The Forer Effect remains reliable. Through the years, psychologists have presented people with vague or all-inclusive statements, and people have judged those statements to be an accurate portrait of their personality. As, indeed, they are. The problem isn't that the statements aren't accurate. The problem is, because they apply to everyone, they're not meaningful. They don't tell us anything about a person that doesn't apply equally well to the person sitting next to them.
The Forer Effect and Psychology
The most interesting test of the Forer Effect came just seven years after it was discovered. In 1955, Norman Sundberg rounded up 44 people had gave them extensive personality tests. Taking the results of those personality tests, he had a group of psychologists do an actual analysis of each of the study participants. He also put together an analysis made of rainbow statements and Forer statements. Fifty-nine percent of the subjects believed the generalized Forer analysis was a closer match to their personality than the actual analysis. Thinking that those being analyzed were blind to their own personality, Sundberg asked them to bring in a friend who knew them well. The friends were also unable to pick the correct analysis.
It's a shame that Sundberg missed out on the real test suggested by his experiment. The ignorance of the friends, and by the subjects themselves, is interesting, but it's not surprising that laypeople aren't able to distinguish a good psychological work-up from a poor one. The question is, if each subject were to go to a new psychologist, and the two were given time to get to know each other, could trained psychologists pick the right psychological analysis? If they couldn't, there would have been no practical difference between a Forer analysis and a real psychological analysis.

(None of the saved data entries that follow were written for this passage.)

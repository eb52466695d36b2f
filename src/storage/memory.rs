use std::collections::VecDeque;
use std::sync::atomic::{AtomicU64, Ordering};

use async_trait::async_trait;
use dashmap::DashMap;
use parking_lot::Mutex;

use crate::record::{CrossRefs, FieldValue, LogicalRecord, StoreKind};
use super::traits::{AdapterError, StoreAdapter};

#[derive(Debug, Clone)]
struct StoredCopy {
    native_id: String,
    record: LogicalRecord,
}

/// Which adapter operation a scripted fault applies to.
#[derive(Debug, Clone, Copy, PartialEq, Eq)]
pub enum FaultOp {
    Write,
    Read,
    Delete,
}

/// DashMap-backed adapter that behaves like one of the three stores.
///
/// It applies the same projection the real adapter would (the visual store
/// never sees vectors), and the relational flavour enforces the
/// non-decreasing `sync_version` guard and keeps tombstones as rows.
/// Faults can be scripted per operation for tests and demos.
pub struct InMemoryAdapter {
    kind: StoreKind,
    data: DashMap<String, StoredCopy>,
    next_native: AtomicU64,
    write_calls: AtomicU64,
    read_calls: AtomicU64,
    faults: Mutex<Vec<(FaultOp, VecDeque<AdapterError>)>>,
}

impl InMemoryAdapter {
    #[must_use]
    pub fn new(kind: StoreKind) -> Self {
        Self {
            kind,
            data: DashMap::new(),
            next_native: AtomicU64::new(1),
            write_calls: AtomicU64::new(0),
            read_calls: AtomicU64::new(0),
            faults: Mutex::new(Vec::new()),
        }
    }

    /// Number of native records held
    #[must_use]
    pub fn len(&self) -> usize {
        self.data.len()
    }

    #[must_use]
    pub fn is_empty(&self) -> bool {
        self.data.is_empty()
    }

    /// Total `write` invocations, including failed ones
    #[must_use]
    pub fn write_calls(&self) -> u64 {
        self.write_calls.load(Ordering::SeqCst)
    }

    /// Total `read` invocations, including failed ones
    #[must_use]
    pub fn read_calls(&self) -> u64 {
        self.read_calls.load(Ordering::SeqCst)
    }

    /// Fail the next `errors.len()` calls of `op`, in order.
    pub fn inject_failures(&self, op: FaultOp, errors: impl IntoIterator<Item = AdapterError>) {
        let mut faults = self.faults.lock();
        match faults.iter_mut().find(|(o, _)| *o == op) {
            Some((_, queue)) => queue.extend(errors),
            None => faults.push((op, errors.into_iter().collect())),
        }
    }

    /// Store a copy directly, bypassing projection and guards.
    ///
    /// Used to seed divergent state.
    pub fn insert_raw(&self, record: LogicalRecord) {
        let native_id = self.native_id_for(&record.id);
        self.data.insert(record.id.clone(), StoredCopy { native_id, record });
    }

    /// Drop a copy directly (simulates data loss).
    pub fn remove_raw(&self, id: &str) {
        self.data.remove(id);
    }

    fn take_fault(&self, op: FaultOp) -> Option<AdapterError> {
        let mut faults = self.faults.lock();
        faults
            .iter_mut()
            .find(|(o, _)| *o == op)
            .and_then(|(_, queue)| queue.pop_front())
    }

    fn native_id_for(&self, id: &str) -> String {
        if let Some(existing) = self.data.get(id) {
            return existing.native_id.clone();
        }
        match self.kind {
            StoreKind::Relational | StoreKind::Vector => id.to_string(),
            StoreKind::Visual => {
                let n = self.next_native.fetch_add(1, Ordering::SeqCst);
                format!("rec{:014}", n)
            }
        }
    }

    fn project(&self, record: &LogicalRecord) -> LogicalRecord {
        let mut copy = record.clone();
        copy.cross_refs = CrossRefs::new();
        if self.kind == StoreKind::Visual {
            copy.fields.retain(|_, v| !matches!(v, FieldValue::Vector(_)));
        }
        copy
    }
}

#[async_trait]
impl StoreAdapter for InMemoryAdapter {
    fn kind(&self) -> StoreKind {
        self.kind
    }

    async fn write(&self, record: &LogicalRecord) -> Result<String, AdapterError> {
        self.write_calls.fetch_add(1, Ordering::SeqCst);
        if let Some(err) = self.take_fault(FaultOp::Write) {
            return Err(err);
        }

        if self.kind == StoreKind::Relational {
            if let Some(existing) = self.data.get(&record.id) {
                if existing.record.sync_version > record.sync_version {
                    return Err(AdapterError::Rejected(format!(
                        "stale sync_version {} (stored {})",
                        record.sync_version, existing.record.sync_version
                    )));
                }
            }
        } else if record.deleted {
            // Leaf stores delete natively; already gone is fine.
            let native = self.data.remove(&record.id).map(|(_, c)| c.native_id);
            return Ok(native.unwrap_or_else(|| record.id.clone()));
        }

        let native_id = self.native_id_for(&record.id);
        let mut copy = self.project(record);
        if self.kind == StoreKind::Relational {
            // cross_refs live on the relational row and are only ever extended.
            if let Some(existing) = self.data.get(&record.id) {
                copy.cross_refs = existing.record.cross_refs.clone();
            }
        }
        self.data.insert(
            record.id.clone(),
            StoredCopy { native_id: native_id.clone(), record: copy },
        );
        Ok(native_id)
    }

    async fn read(&self, id: &str) -> Result<Option<LogicalRecord>, AdapterError> {
        self.read_calls.fetch_add(1, Ordering::SeqCst);
        if let Some(err) = self.take_fault(FaultOp::Read) {
            return Err(err);
        }
        Ok(self.data.get(id).map(|c| c.record.clone()))
    }

    async fn delete(&self, id: &str) -> Result<(), AdapterError> {
        if let Some(err) = self.take_fault(FaultOp::Delete) {
            return Err(err);
        }
        match self.data.remove(id) {
            Some(_) => Ok(()),
            None => Err(AdapterError::NotFound),
        }
    }

    async fn attach_cross_refs(&self, id: &str, refs: &CrossRefs) -> Result<(), AdapterError> {
        if self.kind != StoreKind::Relational {
            return Ok(());
        }
        match self.data.get_mut(id) {
            Some(mut copy) => {
                for (store, native) in refs {
                    copy.record.cross_refs.insert(*store, native.clone());
                }
                Ok(())
            }
            None => Err(AdapterError::NotFound),
        }
    }
}
//! Vector similarity store backend (Pinecone data-plane REST API).
//!
//! Each record becomes one vector keyed by the record id, so upserts are
//! naturally idempotent. The float vector comes from the configured vector
//! field; the remaining canonical fields travel in the metadata blob so the
//! index can filter on them, together with underscore-prefixed sync keys.
//! Native ids of the other stores are never written here; the relational
//! row is the only cross-reference index.
//!
//! ```json
//! {
//!   "id": "3f0c…",
//!   "values": [0.12, -0.04, …],
//!   "metadata": {
//!     "title": "Hearing notes",
//!     "_record_type": "content",
//!     "_sync_version": 3,
//!     "_updated_at": 1767084657058,
//!     "_field_types": "{\"title\":\"string\"}"
//!   }
//! }
//! ```
//!
//! Malformed vectors are rejected locally, before any network call.

use std::collections::BTreeMap;
use std::time::Duration;

use async_trait::async_trait;
use serde::Deserialize;
use serde_json::{json, Map, Value};
use tracing::debug;

use crate::config::{ConfigError, VectorStoreConfig};
use crate::record::{FieldValue, LogicalRecord, StoreKind};
use super::http;
use super::traits::{AdapterError, StoreAdapter};

const STORE: &str = "pinecone";

/// Pinecone's per-vector metadata limit
pub const MAX_METADATA_BYTES: usize = 40 * 1024;

const META_RECORD_TYPE: &str = "_record_type";
const META_SYNC_VERSION: &str = "_sync_version";
const META_CREATED_AT: &str = "_created_at";
const META_UPDATED_AT: &str = "_updated_at";
const META_FIELD_TYPES: &str = "_field_types";

/// Wire form of one vector.
#[derive(Debug, Clone, PartialEq, Deserialize, serde::Serialize)]
pub struct VectorPayload {
    pub id: String,
    pub values: Vec<f32>,
    #[serde(default)]
    pub metadata: Map<String, Value>,
}

#[derive(Debug, Deserialize)]
struct FetchResponse {
    #[serde(default)]
    vectors: BTreeMap<String, VectorPayload>,
}

pub struct VectorAdapter {
    client: reqwest::Client,
    index_host: String,
    api_key: String,
    namespace: String,
    dimension: usize,
    vector_field: String,
}

impl VectorAdapter {
    pub fn new(config: &VectorStoreConfig, timeout: Duration) -> Result<Self, ConfigError> {
        let index_host = config
            .index_host
            .clone()
            .ok_or(ConfigError::Missing("vector.index_host"))?;
        let api_key = config
            .api_key
            .clone()
            .ok_or(ConfigError::Missing("vector.api_key"))?;
        let client = reqwest::Client::builder()
            .timeout(timeout)
            .build()
            .map_err(|e| ConfigError::Invalid(format!("pinecone http client: {}", e)))?;

        Ok(Self {
            client,
            index_host: index_host.trim_end_matches('/').to_string(),
            api_key,
            namespace: config.namespace.clone(),
            dimension: config.dimension,
            vector_field: config.vector_field.clone(),
        })
    }

    async fn fetch(&self, id: &str) -> Result<Option<VectorPayload>, AdapterError> {
        let response = self
            .client
            .get(format!("{}/vectors/fetch", self.index_host))
            .header("Api-Key", &self.api_key)
            .query(&[("ids", id), ("namespace", self.namespace.as_str())])
            .send()
            .await
            .map_err(|e| http::transport_error(STORE, e))?;
        let mut body: FetchResponse = http::check(STORE, response)
            .await?
            .json()
            .await
            .map_err(|e| http::transport_error(STORE, e))?;
        Ok(body.vectors.remove(id))
    }

    async fn delete_ids(&self, id: &str) -> Result<(), AdapterError> {
        let response = self
            .client
            .post(format!("{}/vectors/delete", self.index_host))
            .header("Api-Key", &self.api_key)
            .json(&json!({ "ids": [id], "namespace": self.namespace }))
            .send()
            .await
            .map_err(|e| http::transport_error(STORE, e))?;
        http::check(STORE, response).await?;
        Ok(())
    }
}

#[async_trait]
impl StoreAdapter for VectorAdapter {
    fn kind(&self) -> StoreKind {
        StoreKind::Vector
    }

    async fn write(&self, record: &LogicalRecord) -> Result<String, AdapterError> {
        if record.deleted {
            // Pinecone deletes are idempotent; a missing id is not an error.
            self.delete_ids(&record.id).await?;
            return Ok(record.id.clone());
        }

        let payload = to_vector_payload(record, &self.vector_field, self.dimension)?;
        let response = self
            .client
            .post(format!("{}/vectors/upsert", self.index_host))
            .header("Api-Key", &self.api_key)
            .json(&json!({ "vectors": [payload], "namespace": self.namespace }))
            .send()
            .await
            .map_err(|e| http::transport_error(STORE, e))?;
        http::check(STORE, response).await?;
        debug!(id = %record.id, "Pinecone upsert acknowledged");
        Ok(record.id.clone())
    }

    async fn read(&self, id: &str) -> Result<Option<LogicalRecord>, AdapterError> {
        match self.fetch(id).await? {
            Some(payload) => from_vector_payload(&payload, &self.vector_field).map(Some),
            None => Ok(None),
        }
    }

    async fn delete(&self, id: &str) -> Result<(), AdapterError> {
        if self.fetch(id).await?.is_none() {
            return Err(AdapterError::NotFound);
        }
        self.delete_ids(id).await
    }
}

/// Validate the record's vector and flatten everything else into metadata.
pub fn to_vector_payload(
    record: &LogicalRecord,
    vector_field: &str,
    dimension: usize,
) -> Result<VectorPayload, AdapterError> {
    let values = match record.fields.get(vector_field) {
        Some(FieldValue::Vector(v)) => v.clone(),
        Some(other) => {
            return Err(AdapterError::Rejected(format!(
                "field '{}' is a {}, not a vector",
                vector_field,
                other.type_name()
            )))
        }
        None => {
            return Err(AdapterError::Rejected(format!("record has no '{}' vector", vector_field)))
        }
    };
    if values.len() != dimension {
        return Err(AdapterError::Rejected(format!(
            "vector dimension {} does not match index dimension {}",
            values.len(),
            dimension
        )));
    }
    if values.iter().any(|x| !x.is_finite()) {
        return Err(AdapterError::Rejected("vector contains non-finite values".into()));
    }
    if values.iter().all(|x| *x == 0.0) {
        return Err(AdapterError::Rejected("all-zero vector cannot be indexed".into()));
    }

    let mut metadata = Map::new();
    let mut types = BTreeMap::new();
    for (name, value) in &record.fields {
        let meta = match value {
            // Only the designated vector field is stored; others have no place here.
            FieldValue::Vector(_) => continue,
            FieldValue::String(s) => json!(s),
            FieldValue::Number(n) => json!(n),
            FieldValue::Boolean(b) => json!(b),
            FieldValue::Timestamp(ms) => json!(ms),
            FieldValue::StringList(items) => json!(items),
        };
        types.insert(name.clone(), value.type_name());
        metadata.insert(name.clone(), meta);
    }

    metadata.insert(META_RECORD_TYPE.into(), json!(record.record_type));
    metadata.insert(META_SYNC_VERSION.into(), json!(record.sync_version));
    metadata.insert(META_CREATED_AT.into(), json!(record.created_at));
    metadata.insert(META_UPDATED_AT.into(), json!(record.updated_at));
    metadata.insert(
        META_FIELD_TYPES.into(),
        json!(serde_json::to_string(&types).map_err(|e| AdapterError::Rejected(e.to_string()))?),
    );

    let size = serde_json::to_vec(&metadata).map(|b| b.len()).unwrap_or(usize::MAX);
    if size > MAX_METADATA_BYTES {
        return Err(AdapterError::Rejected(format!(
            "metadata is {} bytes (limit {})",
            size, MAX_METADATA_BYTES
        )));
    }

    Ok(VectorPayload { id: record.id.clone(), values, metadata })
}

/// Rebuild the canonical record from a fetched vector.
pub fn from_vector_payload(payload: &VectorPayload, vector_field: &str) -> Result<LogicalRecord, AdapterError> {
    let meta = &payload.metadata;
    let int = |key: &str| meta.get(key).and_then(Value::as_f64).map(|v| v as i64);

    let record_type = meta
        .get(META_RECORD_TYPE)
        .and_then(Value::as_str)
        .ok_or_else(|| AdapterError::Rejected(format!("metadata '{}' missing", META_RECORD_TYPE)))?;
    let types: BTreeMap<String, String> = match meta.get(META_FIELD_TYPES).and_then(Value::as_str) {
        Some(s) => serde_json::from_str(s).map_err(|e| AdapterError::Rejected(e.to_string()))?,
        None => BTreeMap::new(),
    };

    let created_at = int(META_CREATED_AT).unwrap_or(0);
    let mut record = LogicalRecord::with_id(payload.id.clone(), record_type)
        .with_sync_version(int(META_SYNC_VERSION).unwrap_or(0).max(0) as u64)
        .with_timestamps(created_at, int(META_UPDATED_AT).unwrap_or(created_at));

    for (name, type_name) in types {
        let raw = meta.get(&name);
        let value = match (type_name.as_str(), raw) {
            ("string", Some(Value::String(s))) => FieldValue::String(s.clone()),
            ("number", Some(v)) if v.is_number() => FieldValue::Number(v.as_f64().unwrap_or_default()),
            ("boolean", Some(Value::Bool(b))) => FieldValue::Boolean(*b),
            ("timestamp", Some(v)) if v.is_number() => FieldValue::Timestamp(v.as_f64().unwrap_or_default() as i64),
            ("string_list", Some(Value::Array(items))) => FieldValue::StringList(
                items.iter().filter_map(Value::as_str).map(str::to_string).collect(),
            ),
            (other, _) => {
                return Err(AdapterError::Rejected(format!(
                    "metadata '{}' does not hold a {} value",
                    name, other
                )))
            }
        };
        record.fields.insert(name, value);
    }
    record.fields.insert(vector_field.to_string(), FieldValue::Vector(payload.values.clone()));

    record.cross_refs.insert(StoreKind::Vector, payload.id.clone());
    Ok(record)
}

The Internet and the Age of Self-Diagnosis
For those of use who aren't extensively trained in psychology, the line between the Forer effect and actual psychology gets thinner by the day, which is one of the reasons why so many people are self-diagnosing. Provided we believe there's a difference between psychology, psychiatry, and astrology, some of this self-diagnosis is due to ignorance. A layperson can read the signs of a disorder, but has no frame of reference for those signs. A thousand people can go online and feel like they have extraordinary trouble picking up on social cues, but only a few of them are as socially inept as they believe they are. The rest just lack confidence, or experience, and while it might be helpful to talk to a psychologist about that, it's not a psychological disorder.